:: Task material ::

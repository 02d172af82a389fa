/// Variable-step frame clock driven by animation-frame timestamps.
///
/// Tracks the delta of the latest frame and the total elapsed simulation
/// time (the sum of all deltas). Deltas are clamped so a backgrounded tab
/// resuming after minutes does not produce one enormous rotation step.
#[derive(Debug, Clone)]
pub struct FrameClock {
    /// Timestamp of the previous frame in milliseconds.
    last_ms: Option<f64>,
    /// Delta of the latest frame in seconds.
    delta: f32,
    /// Sum of all deltas in seconds.
    elapsed: f32,
    /// Upper bound for a single delta.
    max_delta: f32,
}

impl FrameClock {
    pub fn new(max_delta: f32) -> Self {
        Self {
            last_ms: None,
            delta: 0.0,
            elapsed: 0.0,
            max_delta,
        }
    }

    /// Advance to an animation-frame timestamp (ms). The first call yields a zero delta.
    pub fn advance_to(&mut self, timestamp_ms: f64) -> f32 {
        let dt = match self.last_ms {
            Some(last) => ((timestamp_ms - last) / 1000.0) as f32,
            None => 0.0,
        };
        self.last_ms = Some(timestamp_ms);
        self.advance(dt)
    }

    /// Advance by an explicit delta in seconds. Negative deltas count as zero.
    pub fn advance(&mut self, dt: f32) -> f32 {
        self.delta = dt.clamp(0.0, self.max_delta);
        self.elapsed += self.delta;
        self.delta
    }

    /// Total elapsed simulation time in seconds.
    pub fn elapsed(&self) -> f32 {
        self.elapsed
    }

    /// Whether the latest frame crossed a whole-second boundary.
    pub fn crossed_second(&self) -> bool {
        self.delta > 0.0 && self.elapsed.floor() != (self.elapsed - self.delta).floor()
    }
}

impl Default for FrameClock {
    fn default() -> Self {
        Self::new(0.1)
    }
}

#[cfg(test)]
mod tests {
    use super::*;

    #[test]
    fn first_timestamp_is_zero_delta() {
        let mut clock = FrameClock::default();
        assert_eq!(clock.advance_to(1234.0), 0.0);
        assert_eq!(clock.elapsed(), 0.0);
    }

    #[test]
    fn timestamps_accumulate() {
        let mut clock = FrameClock::default();
        clock.advance_to(1000.0);
        let dt = clock.advance_to(1016.0);
        assert!((dt - 0.016).abs() < 1e-6);
        clock.advance_to(1032.0);
        assert!((clock.elapsed() - 0.032).abs() < 1e-6);
    }

    #[test]
    fn clamps_long_pauses() {
        let mut clock = FrameClock::new(0.1);
        clock.advance_to(0.0);
        let dt = clock.advance_to(60_000.0);
        assert_eq!(dt, 0.1);
    }

    #[test]
    fn negative_delta_is_ignored() {
        let mut clock = FrameClock::default();
        assert_eq!(clock.advance(-1.0), 0.0);
    }

    #[test]
    fn detects_second_boundary() {
        let mut clock = FrameClock::default();
        clock.advance(0.05);
        for _ in 0..18 {
            clock.advance(0.05);
            assert!(!clock.crossed_second(), "elapsed {}", clock.elapsed());
        }
        clock.advance(0.06);
        assert!(clock.crossed_second());
    }
}
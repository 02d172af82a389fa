pub mod camera;
pub mod traits;

pub use camera::PerspectiveCamera;
pub use traits::{ClearColor, Renderer};
//! Background star field: static points on a thick spherical shell.
//! Only the whole field rotates, slowly, through its node transform.

use glam::Vec3;

use super::rng::Rng;
use super::shards::to_cartesian;

const DISTANCE_MIN: f32 = 6.0;
const DISTANCE_SPAN: f32 = 8.0;

pub const POINT_SIZE: f32 = 0.03;
pub const OPACITY: f32 = 0.45;
/// Ambient Y rotation in radians per second.
pub const DRIFT_RATE: f32 = 0.02;

#[derive(Debug, Clone, Default)]
pub struct StarField {
    pub positions: Vec<Vec3>,
}

impl StarField {
    pub fn generate(count: usize, rng: &mut Rng) -> Self {
        let positions = (0..count)
            .map(|_| {
                let distance = DISTANCE_MIN + rng.next_f32() * DISTANCE_SPAN;
                let theta = rng.angle();
                let phi = rng.polar();
                to_cartesian(distance, theta, phi)
            })
            .collect();
        Self { positions }
    }

    pub fn len(&self) -> usize {
        self.positions.len()
    }

    pub fn is_empty(&self) -> bool {
        self.positions.is_empty()
    }
}
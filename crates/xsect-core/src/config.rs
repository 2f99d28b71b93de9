//! Run configuration.
//!
//! Every field has a default matching a stock PLAXIS 2D installation; a JSON
//! config file may override any subset of them.

use crate::domain::{CrossSectionLine, XsectError};
use crate::session::SessionEndpoint;
use serde::Deserialize;
use std::fs;
use std::path::{Path, PathBuf};
use std::time::Duration;

pub const DEFAULT_HOST: &str = "localhost";
pub const DEFAULT_PORT: u16 = 10000;
pub const DEFAULT_PASSWORD: &str = "1234567890";
pub const DEFAULT_STARTUP_DELAY_SECONDS: u64 = 5;
pub const DEFAULT_CONNECT_TIMEOUT_SECONDS: u64 = 30;
pub const OUTPUT_FILE_NAME: &str = "soil_cross_section_results.csv";
pub const MODEL_INCLUDE_PATTERN: &str = "*.p2dx";
pub const MODEL_EXCLUDE_PATTERN: &str = "*data.p2dx";

/// Environment variable naming the application executable.
pub const EXECUTABLE_ENV_VAR: &str = "PLAXIS_XSECT_EXECUTABLE";

/// Known installation paths, newest release first.
pub const DEFAULT_EXECUTABLE_CANDIDATES: [&str; 4] = [
    r"C:\Program Files\Seequent\PLAXIS 2D 2024\Plaxis2DXInput.exe",
    r"C:\Program Files\Seequent\PLAXIS 2D 2023\Plaxis2DXInput.exe",
    r"C:\Program Files (x86)\Seequent\PLAXIS 2D 2024\Plaxis2DXInput.exe",
    r"C:\Program Files (x86)\Seequent\PLAXIS 2D 2023\Plaxis2DXInput.exe",
];

#[derive(Debug, Clone, PartialEq, Deserialize)]
#[serde(rename_all = "camelCase", default, deny_unknown_fields)]
pub struct RunConfig {
    pub host: String,
    pub port: u16,
    pub password: String,
    pub executable_candidates: Vec<PathBuf>,
    pub cross_section: CrossSectionLine,
    pub include_patterns: Vec<String>,
    pub exclude_patterns: Vec<String>,
    pub output_file_name: String,
    pub startup_delay_seconds: u64,
    /// How long a launched application may take to answer the handshake.
    pub connect_timeout_seconds: u64,
}

impl Default for RunConfig {
    fn default() -> Self {
        Self {
            host: DEFAULT_HOST.to_string(),
            port: DEFAULT_PORT,
            password: DEFAULT_PASSWORD.to_string(),
            executable_candidates: DEFAULT_EXECUTABLE_CANDIDATES
                .iter()
                .map(PathBuf::from)
                .collect(),
            cross_section: CrossSectionLine::default(),
            include_patterns: vec![MODEL_INCLUDE_PATTERN.to_string()],
            exclude_patterns: vec![MODEL_EXCLUDE_PATTERN.to_string()],
            output_file_name: OUTPUT_FILE_NAME.to_string(),
            startup_delay_seconds: DEFAULT_STARTUP_DELAY_SECONDS,
            connect_timeout_seconds: DEFAULT_CONNECT_TIMEOUT_SECONDS,
        }
    }
}

impl RunConfig {
    pub fn from_path(path: &Path) -> Result<Self, ConfigError> {
        let content = fs::read_to_string(path).map_err(|source| ConfigError::Read {
            path: path.to_path_buf(),
            source,
        })?;
        let config: Self = serde_json::from_str(&content).map_err(|source| ConfigError::Parse {
            path: path.to_path_buf(),
            source,
        })?;
        config.validate()?;
        Ok(config)
    }

    pub fn validate(&self) -> Result<(), ConfigError> {
        if self.port == u16::MAX {
            return Err(ConfigError::Invalid(format!(
                "port {} leaves no room for the output server on the next port",
                self.port
            )));
        }
        if self.host.trim().is_empty() {
            return Err(ConfigError::Invalid("host must not be empty".to_string()));
        }
        let file_name = Path::new(&self.output_file_name);
        if self.output_file_name.trim().is_empty()
            || file_name.file_name() != Some(file_name.as_os_str())
        {
            return Err(ConfigError::Invalid(format!(
                "output file name '{}' must be a bare file name",
                self.output_file_name
            )));
        }
        if self.include_patterns.is_empty() {
            return Err(ConfigError::Invalid(
                "at least one include pattern is required".to_string(),
            ));
        }
        Ok(())
    }

    pub fn controller_endpoint(&self) -> SessionEndpoint {
        SessionEndpoint::new(self.host.clone(), self.port, self.password.clone())
    }

    pub fn connect_timeout(&self) -> Duration {
        Duration::from_secs(self.connect_timeout_seconds)
    }

    pub fn output_path(&self, root: &Path) -> PathBuf {
        root.join(&self.output_file_name)
    }
}

#[derive(Debug, thiserror::Error)]
pub enum ConfigError {
    #[error("failed to read config '{}': {source}", .path.display())]
    Read {
        path: PathBuf,
        source: std::io::Error,
    },
    #[error("failed to parse config '{}': {source}", .path.display())]
    Parse {
        path: PathBuf,
        source: serde_json::Error,
    },
    #[error("invalid config: {0}")]
    Invalid(String),
}

impl From<ConfigError> for XsectError {
    fn from(error: ConfigError) -> Self {
        let message = error.to_string();
        match error {
            ConfigError::Read { .. } => XsectError::io_system("IO.CONFIG", message),
            ConfigError::Parse { .. } | ConfigError::Invalid(_) => {
                XsectError::input_validation("INPUT.CONFIG", message)
            }
        }
    }
}

#[cfg(test)]
mod tests {
    use super::{ConfigError, DEFAULT_PORT, OUTPUT_FILE_NAME, RunConfig};
    use crate::domain::Point2;
    use std::fs;
    use std::path::Path;
    use tempfile::TempDir;

    #[test]
    fn defaults_match_stock_installation() {
        let config = RunConfig::default();
        assert_eq!(config.port, DEFAULT_PORT);
        assert_eq!(config.password, "1234567890");
        assert_eq!(config.executable_candidates.len(), 4);
        assert_eq!(config.output_file_name, OUTPUT_FILE_NAME);
        assert_eq!(
            config.output_path(Path::new("/data/models")),
            Path::new("/data/models").join("soil_cross_section_results.csv")
        );
        config.validate().expect("defaults should validate");
    }

    #[test]
    fn partial_config_file_overrides_only_given_fields() {
        let temp = TempDir::new().expect("tempdir should be created");
        let path = temp.path().join("xsect.json");
        fs::write(
            &path,
            r#"
            {
              "port": 20000,
              "connectTimeoutSeconds": 90,
              "executableCandidates": ["/opt/plaxis/Plaxis2DXInput"],
              "crossSection": { "start": [5.0, 1.0], "end": [5.0, -12.0] }
            }
            "#,
        )
        .expect("config should be written");

        let config = RunConfig::from_path(&path).expect("config should load");
        assert_eq!(config.port, 20000);
        assert_eq!(config.controller_endpoint().port, 20000);
        assert_eq!(config.password, "1234567890");
        assert_eq!(config.connect_timeout_seconds, 90);
        assert_eq!(config.startup_delay_seconds, 5);
        assert_eq!(config.cross_section.start, Point2::new(5.0, 1.0));
        assert_eq!(config.cross_section.end, Point2::new(5.0, -12.0));
        assert_eq!(
            config.executable_candidates,
            vec![Path::new("/opt/plaxis/Plaxis2DXInput").to_path_buf()]
        );
    }

    #[test]
    fn unknown_keys_are_rejected() {
        let temp = TempDir::new().expect("tempdir should be created");
        let path = temp.path().join("xsect.json");
        fs::write(&path, r#"{ "prot": 1 }"#).expect("config should be written");

        let error = RunConfig::from_path(&path).expect_err("typo should be rejected");
        assert!(matches!(error, ConfigError::Parse { .. }));
    }

    #[test]
    fn output_file_name_must_not_contain_directories() {
        let config = RunConfig {
            output_file_name: "nested/out.csv".to_string(),
            ..RunConfig::default()
        };
        assert!(matches!(config.validate(), Err(ConfigError::Invalid(_))));

        let config = RunConfig {
            port: u16::MAX,
            ..RunConfig::default()
        };
        assert!(matches!(config.validate(), Err(ConfigError::Invalid(_))));
    }
}
mod commands;
mod helpers;

use clap::Parser;
use tracing_subscriber::EnvFilter;
use xsect_core::domain::XsectError;

pub fn run_from_env() -> i32 {
    let args: Vec<String> = std::env::args().collect();

    match parse_and_dispatch(args) {
        Ok(code) => code,
        Err(error) => {
            let run_error = error.as_xsect_error();
            eprintln!("{}", run_error.diagnostic_line());
            run_error.exit_code()
        }
    }
}

fn parse_and_dispatch(args: Vec<String>) -> Result<i32, CliError> {
    match Cli::try_parse_from(&args) {
        Ok(cli) => {
            init_logging(cli.extract.verbose);
            commands::run_extract_command(cli.extract)
        }
        Err(err) => match err.kind() {
            clap::error::ErrorKind::DisplayHelp | clap::error::ErrorKind::DisplayVersion => {
                print!("{}", err);
                Ok(0)
            }
            _ => Err(CliError::Usage(err.to_string())),
        },
    }
}

#[derive(Parser)]
#[command(
    name = "plaxis-xsect",
    version,
    about = "Extract soil cross-section results from every PLAXIS 2D model below a directory"
)]
struct Cli {
    #[command(flatten)]
    extract: commands::ExtractArgs,
}

/// Logs go to stderr so stdout carries only progress and the result path.
fn init_logging(verbose: bool) {
    let filter = if verbose {
        EnvFilter::new("debug")
    } else {
        EnvFilter::try_from_default_env().unwrap_or_else(|_| EnvFilter::new("info"))
    };
    let _ = tracing_subscriber::fmt()
        .with_env_filter(filter)
        .with_writer(std::io::stderr)
        .with_target(false)
        .try_init();
}

#[derive(Debug, thiserror::Error)]
pub enum CliError {
    #[error("{0}")]
    Usage(String),
    #[error("{0}")]
    Run(XsectError),
    #[error(transparent)]
    Internal(#[from] anyhow::Error),
}

impl From<XsectError> for CliError {
    fn from(error: XsectError) -> Self {
        Self::Run(error)
    }
}

impl CliError {
    fn as_xsect_error(&self) -> XsectError {
        match self {
            Self::Usage(message) => {
                XsectError::input_validation("INPUT.CLI_USAGE", message.trim_end().to_string())
            }
            Self::Run(error) => error.clone(),
            Self::Internal(error) => XsectError::io_system("IO.CLI", format!("{error:#}")),
        }
    }
}
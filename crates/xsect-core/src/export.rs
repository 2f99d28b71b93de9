//! CSV export of the long result table.

use crate::domain::{ResultKind, ResultRow, XsectError};
use serde::Serialize;
use std::borrow::Cow;
use std::fs::File;
use std::io::Write;
use std::path::{Path, PathBuf};

const MODEL_COLUMN: &str = "model";
const STAGE_COLUMN: &str = "stage";

/// Header row: the two tag columns followed by the ten result columns.
pub fn header() -> [&'static str; 12] {
    let mut header = [""; 12];
    header[0] = MODEL_COLUMN;
    header[1] = STAGE_COLUMN;
    for kind in ResultKind::ALL {
        header[kind.index() + 2] = kind.column_name();
    }
    header
}

#[derive(Serialize)]
struct CsvRecord<'a> {
    model: Cow<'a, str>,
    stage: &'a str,
    x: f64,
    y: f64,
    utot: f64,
    ux: f64,
    uy: f64,
    sigxxe: f64,
    sigyye: f64,
    eff_normal_stress: f64,
    tot_normal_stress: f64,
    tot_shear_stress: f64,
}

impl<'a> From<&'a ResultRow> for CsvRecord<'a> {
    fn from(row: &'a ResultRow) -> Self {
        let sample = &row.sample;
        Self {
            model: row.model.to_string_lossy(),
            stage: &row.stage,
            x: sample.x,
            y: sample.y,
            utot: sample.utot,
            ux: sample.ux,
            uy: sample.uy,
            sigxxe: sample.sigxxe,
            sigyye: sample.sigyye,
            eff_normal_stress: sample.eff_normal_stress,
            tot_normal_stress: sample.tot_normal_stress,
            tot_shear_stress: sample.tot_shear_stress,
        }
    }
}

#[derive(Debug, thiserror::Error)]
pub enum ExportError {
    #[error("failed to create '{}': {source}", .path.display())]
    Create {
        path: PathBuf,
        source: std::io::Error,
    },
    #[error("failed to write '{}': {source}", .path.display())]
    Write { path: PathBuf, source: csv::Error },
    #[error("failed to flush '{}': {source}", .path.display())]
    Flush {
        path: PathBuf,
        source: std::io::Error,
    },
}

impl From<ExportError> for XsectError {
    fn from(error: ExportError) -> Self {
        XsectError::io_system("IO.EXPORT", error.to_string())
    }
}

/// Writes the header and one record per row to `writer`.
pub fn write_csv<W: Write>(writer: W, rows: &[ResultRow]) -> csv::Result<()> {
    let mut writer = csv::WriterBuilder::new()
        .has_headers(false)
        .from_writer(writer);
    writer.write_record(header())?;
    for row in rows {
        writer.serialize(CsvRecord::from(row))?;
    }
    writer.flush()?;
    Ok(())
}

/// Creates or truncates `path` and writes the table into it.
pub fn export_results(path: &Path, rows: &[ResultRow]) -> Result<(), ExportError> {
    let file = File::create(path).map_err(|source| ExportError::Create {
        path: path.to_path_buf(),
        source,
    })?;
    write_csv(&file, rows).map_err(|source| ExportError::Write {
        path: path.to_path_buf(),
        source,
    })?;
    file.sync_all().map_err(|source| ExportError::Flush {
        path: path.to_path_buf(),
        source,
    })
}
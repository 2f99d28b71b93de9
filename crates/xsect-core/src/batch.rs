//! Sequential batch over model files with per-file fault isolation.

use crate::discovery::DiscoveryError;
use crate::domain::{CrossSectionLine, ExtractionRow};
use crate::extract::{ExtractionError, extract_phases, prepare_model};
use crate::report::{BatchReport, FileReport};
use crate::session::{ModelController, ResultReader};
use std::path::{Path, PathBuf};
use tracing::{info, warn};

/// Progress notifications emitted while the batch runs.
#[derive(Debug, Clone, PartialEq)]
pub enum BatchEvent<'a> {
    Started { model: &'a Path },
    Extracted { model: &'a Path, phases: usize, rows: usize },
    Failed { model: &'a Path, message: &'a str },
    SkippedDirectory { path: &'a Path, message: &'a str },
}

pub type BatchObserver<'a> = Option<&'a mut dyn FnMut(BatchEvent<'_>)>;

pub struct BatchOutcome {
    pub rows: Vec<ExtractionRow>,
    pub report: BatchReport,
}

/// Full session sequence for one model file.
///
/// Either every phase of the model is returned or nothing is.
pub fn extract_model_file<C, R>(
    controller: &mut C,
    reader: &mut R,
    model: &Path,
    line: &CrossSectionLine,
) -> Result<Vec<ExtractionRow>, ExtractionError>
where
    C: ModelController + ?Sized,
    R: ResultReader + ?Sized,
{
    let cross_section = prepare_model(controller, reader, model, line)?;
    extract_phases(reader, model, &cross_section)
}

/// Runs every discovered model through the sessions, one at a time.
///
/// A model that fails at any step is logged, recorded in the report and
/// contributes no rows; the batch continues with the next model. Walk errors
/// (unreadable sub-directories) are logged and recorded apart from the models.
pub fn run_batch<C, R, I>(
    controller: &mut C,
    reader: &mut R,
    models: I,
    line: &CrossSectionLine,
    mut observer: BatchObserver<'_>,
) -> BatchOutcome
where
    C: ModelController + ?Sized,
    R: ResultReader + ?Sized,
    I: IntoIterator<Item = Result<PathBuf, DiscoveryError>>,
{
    let mut rows = Vec::new();
    let mut report = BatchReport::default();

    for candidate in models {
        let model = match candidate {
            Ok(model) => model,
            Err(error) => {
                let path = error.path().map(Path::to_path_buf).unwrap_or_default();
                let message = error.to_string();
                warn!(path = %path.display(), error = %message, "skipping unreadable directory");
                if let Some(observer) = observer.as_mut() {
                    observer(BatchEvent::SkippedDirectory {
                        path: &path,
                        message: &message,
                    });
                }
                report.record_walk_error(&path, message);
                continue;
            }
        };

        info!(model = %model.display(), "processing model file");
        if let Some(observer) = observer.as_mut() {
            observer(BatchEvent::Started { model: &model });
        }

        match extract_model_file(controller, reader, &model, line) {
            Ok(extracted) => {
                let phase_count = extracted.len();
                let row_count = extracted.iter().map(ExtractionRow::len).sum::<usize>();
                info!(
                    model = %model.display(),
                    phases = phase_count,
                    rows = row_count,
                    "model extracted"
                );
                if let Some(observer) = observer.as_mut() {
                    observer(BatchEvent::Extracted {
                        model: &model,
                        phases: phase_count,
                        rows: row_count,
                    });
                }
                report.record(FileReport::succeeded(&model, phase_count, row_count));
                rows.extend(extracted);
            }
            Err(error) => {
                let message = error.to_string();
                warn!(model = %model.display(), error = %message, "model failed, skipping");
                if let Some(observer) = observer.as_mut() {
                    observer(BatchEvent::Failed {
                        model: &model,
                        message: &message,
                    });
                }
                report.record(FileReport::failed(&model, message));
            }
        }
    }

    info!(
        files = report.file_count,
        failed = report.failed_file_count,
        unreadable_directories = report.walk_errors.len(),
        rows = report.row_count,
        "batch finished"
    );
    BatchOutcome { rows, report }
}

:::

Directions:
Everything from the first line above up to and including the line that contains "time in seconds." should be printed exactly; please print only that.

Exercise solution:
repository 02d172af82a389fa
/// Variable-step frame clock driven by animation-frame timestamps.
///
/// Tracks the delta of the latest frame and the total elapsed simulation
/// time (the sum of all deltas). Deltas are clamped so a backgrounded tab
/// resuming after minutes does not produce one enormous rotation step.
#[derive(Debug, Clone)]
pub struct FrameClock {
    /// Timestamp of the previous frame in milliseconds.
    last_ms: Option<f64>,
    /// Delta of the latest frame in seconds.
    delta: f32,
    /// Sum of all deltas in seconds.
    elapsed: f32,
    /// Upper bound for a single delta.
    max_delta: f32,
}

impl FrameClock {
    pub fn new(max_delta: f32) -> Self {
        Self {
            last_ms: None,
            delta: 0.0,
            elapsed: 0.0,
            max_delta,
        }
    }

    /// Advance to an animation-frame timestamp (ms). The first call yields a zero delta.
    pub fn advance_to(&mut self, timestamp_ms: f64) -> f32 {
        let dt = match self.last_ms {
            Some(last) => ((timestamp_ms - last) / 1000.0) as f32,
            None => 0.0,
        };
        self.last_ms = Some(timestamp_ms);
        self.advance(dt)
    }

    /// Advance by an explicit delta in seconds. Negative deltas count as zero.
    pub fn advance(&mut self, dt: f32) -> f32 {
        self.delta = dt.clamp(0.0, self.max_delta);
        self.elapsed += self.delta;
        self.delta
    }

    /// Total elapsed simulation time in seconds.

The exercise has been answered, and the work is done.